# Monty ?5 years old



## Rescue Remedies (Oct 27, 2008)

Monty ?5 yr old



*His Story: * Monty arrived in a Welsh pound chilled and joyous ....had no idea what a dangerous place he was in. Hey look he came out the other side!

*Salient points: * Monty is great; not as old as his white muzzle would have you believe. Welcomes meeting other dogs. Great people dog who so loves his walks. Wonderful character and such a companion. Acute skin condition currently clearing.

*Advert* Monty is great; probably only about 5 years old so lots of life ahead of him. He was in very good condition when he was found stray.

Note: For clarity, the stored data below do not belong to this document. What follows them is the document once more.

use crate::format_error::FormatError;
use crate::index::{HEADER_SIZE, SIGNATURE, SUPPORTED_VERSIONS};
use byteorder::ByteOrder;
use bytes::Bytes;
use derive_new::new;

#[derive(Debug, Clone, new)]
pub struct IndexHeader {
    pub(crate) marker: String,
    pub(crate) version: u32,
    pub(crate) entries_count: u32,
}

impl IndexHeader {
    /// Decode and validate the 12-byte header block.
    ///
    /// The marker must be the literal signature and the version one of the
    /// supported format versions; anything else aborts the parse.
    pub(crate) fn deserialize(bytes: Bytes) -> Result<Self, FormatError> {
        if bytes.len() < HEADER_SIZE {
            return Err(FormatError::UnexpectedEof {
                needed: HEADER_SIZE,
                remaining: bytes.len(),
            });
        }

        let marker = String::from_utf8(bytes[0..4].to_vec())
            .map_err(|_| FormatError::InvalidSignature)?;
        if marker != SIGNATURE {
            return Err(FormatError::InvalidSignature);
        }

        let version = byteorder::NetworkEndian::read_u32(&bytes[4..8]);
        if !SUPPORTED_VERSIONS.contains(&version) {
            return Err(FormatError::UnsupportedVersion(version));
        }

        let entries_count = byteorder::NetworkEndian::read_u32(&bytes[8..12]);

        Ok(IndexHeader::new(marker, version, entries_count))
    }
}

Unfortunately he has gone through the wars with us picking up an acute skin condition which is going as fast as it came. he also has picked up kennel cough bless. Anyway nothing is going to stop Monty finding his home and find it we will! In fact can't wait to meet his new owners and just know they will be a great as he is and equally as lucky.

Monty is a people dog to some degree, but when out on his walk its his walk he is interested in. He welcomes meeting dogs and may well be able to live with another. He is newly neutered and vax. is delayed because of his other issues currently. He must have been loved as his self- confidence seems high. Monty is a favourite ... its that sparkle in his eye despite all; its that skip in his step regardless. Hurrah Monty you'll soon be on your way!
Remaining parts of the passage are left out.